What to produce:
Pull out every line in the data that has the string "DimensionMismatch" in it.
======== Provided records ========
//! Padding and rotation

use smallvec::SmallVec;

use super::functions::{checked_size, unravel};
use super::types::NdArray;
use crate::error::{Result, TableError};
use crate::types::{row_major_strides, Shape};
use crate::value::Value;

impl NdArray {
    /// Pad every axis with `amount` copies of `fill` on both sides
    ///
    /// A one-axis table gains `amount` leaves at each end; a two-axis table
    /// gains an `amount`-wide border. Higher ranks are padded the same way on
    /// every axis.
    ///
    /// # Errors
    ///
    /// Returns [`TableError::Shape`] if a padded axis or the padded size
    /// overflows `usize`.
    ///
    /// # Examples
    ///
    /// ```
    /// use varplus_core::NdArray;
    ///
    /// let line = NdArray::from_nested([1, 2]).unwrap();
    /// assert_eq!(line.pad(1, 0).unwrap(), NdArray::from_nested([0, 1, 2, 0]).unwrap());
    ///
    /// let grid = NdArray::from_nested([[5]]).unwrap();
    /// assert_eq!(
    ///     grid.pad(1, 0).unwrap(),
    ///     NdArray::from_nested([[0, 0, 0], [0, 5, 0], [0, 0, 0]]).unwrap()
    /// );
    /// ```
    pub fn pad(&self, amount: usize, fill: impl Into<Value>) -> Result<Self> {
        let widths = vec![(amount, amount); self.ndim()];
        self.padded(&widths, fill.into())
    }

    /// Pad each axis independently with `(before, after)` copies of `fill`
    ///
    /// # Errors
    ///
    /// - [`TableError::DimensionMismatch`] if `widths` does not have one entry
    ///   per axis
    /// - [`TableError::Shape`] if a padded axis or the padded size overflows
    ///
    /// # Examples
    ///
    /// ```
    /// use varplus_core::NdArray;
    ///
    /// let grid = NdArray::from_nested([[1, 2], [3, 4]]).unwrap();
    /// let padded = grid.pad_width(&[(0, 1), (2, 0)], "-").unwrap();
    /// assert_eq!(padded.shape(), &[3, 4]);
    /// assert_eq!(padded.get(&[1, 3]).unwrap().as_i64(), Some(4));
    /// ```
    pub fn pad_width(&self, widths: &[(usize, usize)], fill: impl Into<Value>) -> Result<Self> {
        if widths.len() != self.ndim() {
            return Err(TableError::dimension(format!(
                "pad width length {} does not match table rank {}",
                widths.len(),
                self.ndim()
            )));
        }
        self.padded(widths, fill.into())
    }

    fn padded(&self, widths: &[(usize, usize)], fill: Value) -> Result<Self> {
        let new_shape = self
            .shape
            .iter()
            .zip(widths)
            .map(|(&dim, &(before, after))| {
                dim.checked_add(before)
                    .and_then(|d| d.checked_add(after))
                    .ok_or_else(|| {
                        TableError::shape(format!(
                            "padding axis of length {dim} by ({before}, {after}) overflows"
                        ))
                    })
            })
            .collect::<Result<Shape>>()?;
        let dst_strides = row_major_strides(&new_shape);
        let mut data = vec![fill; checked_size(&new_shape)?];

        // Copy original data to the interior
        let mut index = vec![0; self.ndim()];
        for (linear, value) in self.data.iter().enumerate() {
            unravel(linear, &self.shape, &mut index);
            let offset: usize = index
                .iter()
                .zip(widths)
                .zip(dst_strides.iter())
                .map(|((&i, &(before, _)), &stride)| (i + before) * stride)
                .sum();
            data[offset] = value.clone();
        }
        Ok(Self::from_parts(new_shape, data))
    }

    /// Rotate a two-axis table a quarter turn clockwise
    ///
    /// A `(rows, cols)` table becomes `(cols, rows)` with
    /// `result[j][rows - 1 - i] == self[i][j]`. Four turns give back the
    /// input.
    ///
    /// # Errors
    ///
    /// Returns [`TableError::DimensionMismatch`] unless the table has exactly
    /// two axes.
    ///
    /// # Examples
    ///
    /// ```
    /// use varplus_core::NdArray;
    ///
    /// let grid = NdArray::from_nested([[1, 2, 3], [4, 5, 6]]).unwrap();
    /// let turned = grid.rotate_90().unwrap();
    /// assert_eq!(turned, NdArray::from_nested([[4, 1], [5, 2], [6, 3]]).unwrap());
    /// ```
    pub fn rotate_90(&self) -> Result<Self> {
        if self.ndim() != 2 {
            return Err(TableError::dimension(format!(
                "rotation only works on 2D tables, got {} dimensions",
                self.ndim()
            )));
        }
        let (rows, cols) = (self.shape[0], self.shape[1]);
        let mut data = Vec::with_capacity(self.size());
        for r in 0..cols {
            for c in 0..rows {
                data.push(self.data[(rows - 1 - c) * cols + r].clone());
            }
        }
        Ok(Self::from_parts(SmallVec::from_slice(&[cols, rows]), data))
    }
}

#[cfg(test)]
mod tests {
    use super::*;

    #[test]
    fn test_pad_zero_amount_is_copy() {
        let grid = NdArray::from_nested([[1, 2], [3, 4]]).unwrap();
        assert_eq!(grid.pad(0, Value::Null).unwrap(), grid);
    }

    #[test]
    fn test_pad_three_axes() {
        let cube = NdArray::create(&[1, 1, 1], 9).unwrap();
        let padded = cube.pad(1, 0).unwrap();
        assert_eq!(padded.shape(), &[3, 3, 3]);
        assert_eq!(padded.get(&[1, 1, 1]).unwrap(), &Value::Int(9));
        assert_eq!(padded.count_if(|v| *v == Value::Int(0)), 26);
    }

    #[test]
    fn test_pad_width_rank_checked() {
        let line = NdArray::from_nested([1, 2]).unwrap();
        assert!(line
            .pad_width(&[(1, 1), (1, 1)], 0)
            .unwrap_err()
            .is_dimension_mismatch());
        let padded = line.pad_width(&[(2, 0)], Value::Null).unwrap();
        assert_eq!(padded.as_slice(), &[Value::Null, Value::Null, Value::Int(1), Value::Int(2)]);
    }

    #[test]
    fn test_pad_rejects_overflowing_width() {
        let line = NdArray::from_nested([1, 2]).unwrap();
        assert!(line.pad(usize::MAX, 0).unwrap_err().is_shape());
        assert!(line
            .pad_width(&[(usize::MAX - 2, 1)], 0)
            .unwrap_err()
            .is_shape());
        let grid = NdArray::create(&[1, 1], 0).unwrap();
        assert!(grid.pad(usize::MAX / 4, 0).unwrap_err().is_shape());
    }

    #[test]
    fn test_pad_empty_axis() {
        let empty = NdArray::empty();
        assert_eq!(empty.pad(2, 7).unwrap(), NdArray::from_nested([7, 7, 7, 7]).unwrap());
    }

    #[test]
    fn test_rotate_square() {
        let grid = NdArray::from_nested([[1, 2], [3, 4]]).unwrap();
        let turned = grid.rotate_90().unwrap();
        assert_eq!(turned, NdArray::from_nested([[3, 1], [4, 2]]).unwrap());
    }

    #[test]
    fn test_rotate_requires_two_axes() {
        assert!(NdArray::from_nested([1, 2])
            .unwrap()
            .rotate_90()
            .unwrap_err()
            .is_dimension_mismatch());
    }
}
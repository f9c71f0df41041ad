//! Serialization adapters
//!
//! Conversions between [`NdArray`] and its interchange forms: flat leaf
//! lists, the [`Nested`] container, the [`ArrayRecord`] dictionary, JSON
//! text and files, and CSV text.

mod csv;
mod json;
pub mod record;

pub use record::ArrayRecord;

use crate::dense::NdArray;
use crate::nested::Nested;
use crate::value::Value;

impl NdArray {
    /// Row-major copy of every leaf
    ///
    /// Round-trips with [`from_flat`](NdArray::from_flat).
    ///
    /// # Examples
    ///
    /// ```
    /// use varplus_core::{NdArray, Value};
    ///
    /// let table = NdArray::from_nested([[1, 2], [3, 4]]).unwrap();
    /// let flat = table.to_flat_vec();
    /// assert_eq!(flat, (1..=4).map(Value::from).collect::<Vec<_>>());
    /// assert_eq!(NdArray::from_flat(flat, table.shape()).unwrap(), table);
    /// ```
    pub fn to_flat_vec(&self) -> Vec<Value> {
        self.data.clone()
    }

    /// Deep copy in nested-container form
    ///
    /// Zero-length inner axes have no leaves to carry them, so a `(0, 3)`
    /// table comes back as the empty list.
    pub fn to_nested(&self) -> Nested {
        Nested::from_flat(&self.data, &self.shape)
    }
}

#[cfg(test)]
mod tests {
    use super::*;

    #[test]
    fn test_to_nested_three_axes() {
        let table = NdArray::from_nested([[[1, 2]], [[3, 4]]]).unwrap();
        assert_eq!(table.to_nested(), Nested::from([[[1, 2]], [[3, 4]]]));
    }

    #[test]
    fn test_to_nested_is_detached() {
        let mut table = NdArray::from_nested([1, 2]).unwrap();
        let snapshot = table.to_nested();
        table.fill(0);
        assert_eq!(snapshot, Nested::from([1, 2]));
    }
}
//! Reductions over all leaves
//!
//! This module provides sum, mean, min and max. Sums stay integral while
//! every leaf is an integer and promote to floats otherwise.

use std::cmp::Ordering;

use super::types::NdArray;
use crate::error::{Result, TableError};
use crate::value::Value;

impl NdArray {
    /// Sum of all leaves
    ///
    /// An empty table sums to `Int(0)`. Integer leaves are totalled exactly,
    /// so intermediate overflow cancels out; the result is an `Int` when the
    /// final total fits and a `Float` otherwise. Any float leaf makes the
    /// result a float.
    ///
    /// # Errors
    ///
    /// Returns [`TableError::Type`] naming the first non-numeric leaf.
    ///
    /// # Examples
    ///
    /// ```
    /// use varplus_core::{NdArray, Value};
    ///
    /// let ints = NdArray::from_nested([[1, 2], [3, 4]]).unwrap();
    /// assert_eq!(ints.sum().unwrap(), Value::Int(10));
    ///
    /// let mixed = NdArray::from_nested(vec![Value::Int(1), Value::Float(0.5)]).unwrap();
    /// assert_eq!(mixed.sum().unwrap(), Value::Float(1.5));
    ///
    /// assert_eq!(NdArray::empty().sum().unwrap(), Value::Int(0));
    /// ```
    pub fn sum(&self) -> Result<Value> {
        let mut ints: i128 = 0;
        let mut floats: Option<f64> = None;
        for (pos, v) in self.data.iter().enumerate() {
            match *v {
                Value::Int(i) => ints += i128::from(i),
                Value::Float(f) => *floats.get_or_insert(0.0) += f,
                _ => return Err(Self::non_numeric("sum", v, pos)),
            }
        }
        Ok(match floats {
            Some(f) => Value::Float(ints as f64 + f),
            None => i64::try_from(ints).map_or(Value::Float(ints as f64), Value::Int),
        })
    }

    /// Arithmetic mean of all leaves
    ///
    /// # Errors
    ///
    /// - [`TableError::Domain`] if the table is empty (checked first)
    /// - [`TableError::Type`] if a leaf is not numeric
    ///
    /// # Examples
    ///
    /// ```
    /// use varplus_core::NdArray;
    ///
    /// let table = NdArray::from_nested([1, 2, 3, 4]).unwrap();
    /// assert_eq!(table.mean().unwrap(), 2.5);
    /// assert!(NdArray::empty().mean().unwrap_err().is_domain());
    /// ```
    pub fn mean(&self) -> Result<f64> {
        if self.is_empty() {
            return Err(TableError::domain("mean of an empty table"));
        }
        let total = self.sum()?;
        let total = total.as_f64().ok_or_else(|| {
            TableError::type_error(format!("non-numeric sum {}", total.type_name()))
        })?;
        Ok(total / self.size() as f64)
    }

    /// Smallest leaf; the first one wins among equals
    ///
    /// # Errors
    ///
    /// - [`TableError::Domain`] if the table is empty
    /// - [`TableError::Type`] if two leaves cannot be compared
    ///
    /// # Examples
    ///
    /// ```
    /// use varplus_core::{NdArray, Value};
    ///
    /// let words = NdArray::from_nested(["pear", "apple", "fig"]).unwrap();
    /// assert_eq!(words.min().unwrap(), Value::from("apple"));
    /// ```
    pub fn min(&self) -> Result<Value> {
        self.extreme("min", Ordering::Less)
    }

    /// Largest leaf; the first one wins among equals
    ///
    /// # Examples
    ///
    /// ```
    /// use varplus_core::{NdArray, Value};
    ///
    /// let table = NdArray::from_nested(vec![Value::Int(3), Value::Float(7.5), Value::Int(-2)]).unwrap();
    /// assert_eq!(table.max().unwrap(), Value::Float(7.5));
    /// ```
    pub fn max(&self) -> Result<Value> {
        self.extreme("max", Ordering::Greater)
    }

    fn extreme(&self, op: &str, wanted: Ordering) -> Result<Value> {
        let mut leaves = self.data.iter();
        let Some(mut best) = leaves.next() else {
            return Err(TableError::domain(format!("{op} of an empty table")));
        };
        for v in leaves {
            if v.compare(best)? == wanted {
                best = v;
            }
        }
        // a single leaf must still be orderable
        best.compare(best)?;
        Ok(best.clone())
    }

    fn non_numeric(op: &str, leaf: &Value, pos: usize) -> TableError {
        TableError::type_error(format!(
            "{op} requires numeric leaves, found {} at flat position {pos}",
            leaf.type_name()
        ))
    }
}

#[cfg(test)]
mod tests {
    use super::*;

    #[test]
    fn test_sum_rejects_text() {
        let table = NdArray::from_nested(vec![Value::Int(1), Value::from("2")]).unwrap();
        assert!(table.sum().unwrap_err().is_type());
    }

    #[test]
    fn test_sum_rejects_bool() {
        let table = NdArray::from_nested([true, false]).unwrap();
        assert!(table.sum().unwrap_err().is_type());
    }

    #[test]
    fn test_sum_overflow_promotes() {
        let table = NdArray::from_nested(vec![Value::Int(i64::MAX), Value::Int(1)]).unwrap();
        assert!(matches!(table.sum().unwrap(), Value::Float(_)));
    }

    #[test]
    fn test_sum_exact_through_intermediate_overflow() {
        let table =
            NdArray::from_nested(vec![Value::Int(i64::MAX), Value::Int(1), Value::Int(-1)]).unwrap();
        assert_eq!(table.sum().unwrap(), Value::Int(i64::MAX));
        let low = NdArray::from_nested(vec![Value::Int(i64::MIN), Value::Int(-1), Value::Int(1)]).unwrap();
        assert_eq!(low.sum().unwrap(), Value::Int(i64::MIN));
    }

    #[test]
    fn test_mean_empty_checked_before_type() {
        let table = NdArray::create(&[0, 2], "x").unwrap();
        assert!(table.mean().unwrap_err().is_domain());
    }

    #[test]
    fn test_min_max_errors() {
        assert!(NdArray::empty().min().unwrap_err().is_domain());
        assert!(NdArray::empty().max().unwrap_err().is_domain());
        let mixed = NdArray::from_nested(vec![Value::Int(1), Value::from("a")]).unwrap();
        assert!(mixed.max().unwrap_err().is_type());
        let nulls = NdArray::create(&[1], Value::Null).unwrap();
        assert!(nulls.min().unwrap_err().is_type());
    }

    #[test]
    fn test_min_numeric_mixed_kinds() {
        let table = NdArray::from_nested(vec![Value::Float(2.5), Value::Int(2), Value::Int(9)]).unwrap();
        assert_eq!(table.min().unwrap(), Value::Int(2));
        assert_eq!(table.max().unwrap(), Value::Int(9));
    }
}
========
Response to this exercise:
    /// - [`TableError::DimensionMismatch`] if `widths` does not have one entry
    /// Returns [`TableError::DimensionMismatch`] unless the table has exactly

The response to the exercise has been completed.